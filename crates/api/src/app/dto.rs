use std::str::FromStr;

use chrono::{DateTime, Utc};
use serde::Deserialize;
use serde_json::{json, Value as JsonValue};

use amo_auth::User;
use amo_core::DomainError;
use amo_infra::{ApplicationListing, LicenseListing, OwnerSummary};
use amo_registry::{Activity, CompanyDetails};
use amo_receipts::Receipt;

use crate::app::errors::ApiError;

// -------------------------
// Request DTOs
// -------------------------

#[derive(Debug, Default, Deserialize)]
#[serde(rename_all = "camelCase", default)]
pub struct SignInRequest {
    pub email: Option<String>,
    pub password: Option<String>,
}

#[derive(Debug, Default, Deserialize)]
#[serde(rename_all = "camelCase", default)]
pub struct RegisterRequest {
    pub name: Option<String>,
    pub email: Option<String>,
    pub password: Option<String>,
    pub phone_number: Option<String>,
}

#[derive(Debug, Default, Deserialize)]
#[serde(rename_all = "camelCase", default)]
pub struct CreateUserRequest {
    pub email: Option<String>,
    pub password: Option<String>,
    pub name: Option<String>,
    pub role: Option<String>,
}

#[derive(Debug, Default, Deserialize)]
#[serde(rename_all = "camelCase", default)]
pub struct UpdateUserRequest {
    pub id: Option<String>,
    pub name: Option<String>,
    pub role: Option<String>,
    pub must_change_password: Option<bool>,
}

#[derive(Debug, Default, Deserialize)]
#[serde(rename_all = "camelCase", default)]
pub struct ChangePasswordRequest {
    pub current_password: Option<String>,
    pub new_password: Option<String>,
}

#[derive(Debug, Default, Deserialize)]
#[serde(rename_all = "camelCase", default)]
pub struct UpdateProfileRequest {
    pub name: Option<String>,
    pub phone_number: Option<String>,
    pub profile_picture: Option<String>,
}

/// Body of the get-started flow: the company nested under `company`.
#[derive(Debug, Deserialize)]
pub struct NestedApplicationRequest {
    #[serde(default)]
    pub company: CompanyDetails,
}

#[derive(Debug, Default, Deserialize)]
#[serde(default)]
pub struct ApplicationActionRequest {
    pub action: Option<String>,
}

#[derive(Debug, Default, Deserialize)]
#[serde(default)]
pub struct ApplicationStatusRequest {
    pub status: Option<String>,
}

#[derive(Debug, Default, Deserialize)]
#[serde(rename_all = "camelCase", default)]
pub struct CreateLicenseRequest {
    pub user_id: Option<String>,
    pub expires_at: Option<DateTime<Utc>>,
    pub max_users: Option<u32>,
}

#[derive(Debug, Default, Deserialize)]
#[serde(rename_all = "camelCase", default)]
pub struct UpdateLicenseRequest {
    pub id: Option<String>,
    pub status: Option<String>,
    pub expires_at: Option<DateTime<Utc>>,
}

#[derive(Debug, Default, Deserialize)]
#[serde(default)]
pub struct CreateAlertRequest {
    #[serde(rename = "type")]
    pub alert_type: Option<String>,
    pub title: Option<String>,
    pub message: Option<String>,
    pub data: Option<JsonValue>,
}

#[derive(Debug, Default, Deserialize)]
#[serde(default)]
pub struct UpdateAlertRequest {
    pub id: Option<String>,
    pub status: Option<String>,
    pub response: Option<String>,
}

#[derive(Debug, Default, Deserialize)]
#[serde(default)]
pub struct CreateMessageRequest {
    pub subject: Option<String>,
    pub content: Option<String>,
}

#[derive(Debug, Default, Deserialize)]
#[serde(default)]
pub struct UpdateMessageRequest {
    pub status: Option<String>,
}

#[derive(Debug, Default, Deserialize)]
#[serde(default)]
pub struct ActivitiesQuery {
    pub limit: Option<usize>,
}

#[derive(Debug, Default, Deserialize)]
#[serde(default)]
pub struct VerifyReceiptRequest {
    pub code: Option<String>,
}

// -------------------------
// Request parsing helpers
// -------------------------

/// A present, non-blank field or a 400 naming it.
pub fn required(value: Option<String>, message: &str) -> Result<String, ApiError> {
    value
        .filter(|v| !v.trim().is_empty())
        .ok_or_else(|| ApiError::validation(message))
}

pub fn parse_id<T>(raw: &str) -> Result<T, ApiError>
where
    T: FromStr<Err = DomainError>,
{
    raw.parse::<T>().map_err(ApiError::from)
}

/// Parse an optional enum-like field, turning parse failures into 400s.
pub fn parse_optional<T>(raw: Option<&str>) -> Result<Option<T>, ApiError>
where
    T: FromStr<Err = DomainError>,
{
    raw.map(|r| r.parse::<T>().map_err(ApiError::from)).transpose()
}

// -------------------------
// Response mapping helpers
// -------------------------

pub fn user_to_json(user: &User) -> JsonValue {
    json!(user.profile())
}

pub fn owner_to_json(owner: Option<&OwnerSummary>) -> JsonValue {
    owner.map_or(JsonValue::Null, |o| json!(o))
}

pub fn application_to_json(listing: &ApplicationListing) -> JsonValue {
    let mut value = json!(listing.application);
    if let Some(obj) = value.as_object_mut() {
        obj.insert("company".into(), json!(listing.company));
        obj.insert("user".into(), owner_to_json(listing.owner.as_ref()));
    }
    value
}

/// The caller's own application rendered as a flat company view.
pub fn own_application_to_json(listing: &ApplicationListing) -> JsonValue {
    json!({
        "id": listing.application.id,
        "name": listing.company.name,
        "tinNumber": listing.company.tin_number,
        "phoneNumber": listing.company.phone_number,
        "email": listing.company.email,
        "address": listing.company.address,
        "applicationStatus": listing.application.status,
        "createdAt": listing.application.created_at,
    })
}

pub fn license_to_json(listing: &LicenseListing, now: DateTime<Utc>) -> JsonValue {
    let mut value = json!(listing.license);
    if let Some(obj) = value.as_object_mut() {
        obj.insert(
            "effectiveStatus".into(),
            json!(listing.license.effective_status(now)),
        );
        obj.insert("user".into(), owner_to_json(listing.owner.as_ref()));
    }
    value
}

/// Short form used by the dashboards; `time_key` names the timestamp field.
pub fn activity_summary(activity: &Activity, time_key: &str) -> JsonValue {
    let mut value = json!({
        "id": activity.id,
        "type": activity.activity_type,
        "description": activity.description,
    });
    if let Some(obj) = value.as_object_mut() {
        obj.insert(time_key.to_string(), json!(activity.created_at));
    }
    value
}

pub fn receipt_to_json(receipt: &Receipt, owner: Option<&OwnerSummary>) -> JsonValue {
    let mut value = json!(receipt);
    if let Some(obj) = value.as_object_mut() {
        obj.insert("user".into(), owner_to_json(owner));
    }
    value
}

#[cfg(test)]
mod tests {
    use super::*;
    use amo_core::UserId;
    use amo_licensing::{License, LicenseStatus};
    use chrono::Duration;

    #[test]
    fn blank_required_fields_are_rejected() {
        assert!(required(Some("  ".into()), "Missing email").is_err());
        assert!(required(None, "Missing email").is_err());
        assert_eq!(required(Some("a@b.rw".into()), "x").unwrap(), "a@b.rw");
    }

    #[test]
    fn bad_ids_are_validation_errors() {
        let err = parse_id::<UserId>("not-a-uuid").unwrap_err();
        assert!(matches!(err, ApiError::Validation(_)));
    }

    #[test]
    fn expired_active_license_reports_effective_status() {
        let now = Utc::now();
        let mut license = License::issue(UserId::new(), now + Duration::days(1), 3, now).unwrap();
        license.expires_at = now - Duration::hours(1);
        let listing = LicenseListing { license, owner: None };

        let value = license_to_json(&listing, now);
        assert_eq!(value["status"], json!(LicenseStatus::Active));
        assert_eq!(value["effectiveStatus"], "EXPIRED");
        assert!(value["user"].is_null());
    }
}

=== Problem details ===
Each line above with the string "LicenseListing" in it should be located and copied.

=== Finished task ===
use amo_infra::{ApplicationListing, LicenseListing, OwnerSummary};
pub fn license_to_json(listing: &LicenseListing, now: DateTime<Utc>) -> JsonValue {
        let listing = LicenseListing { license, owner: None };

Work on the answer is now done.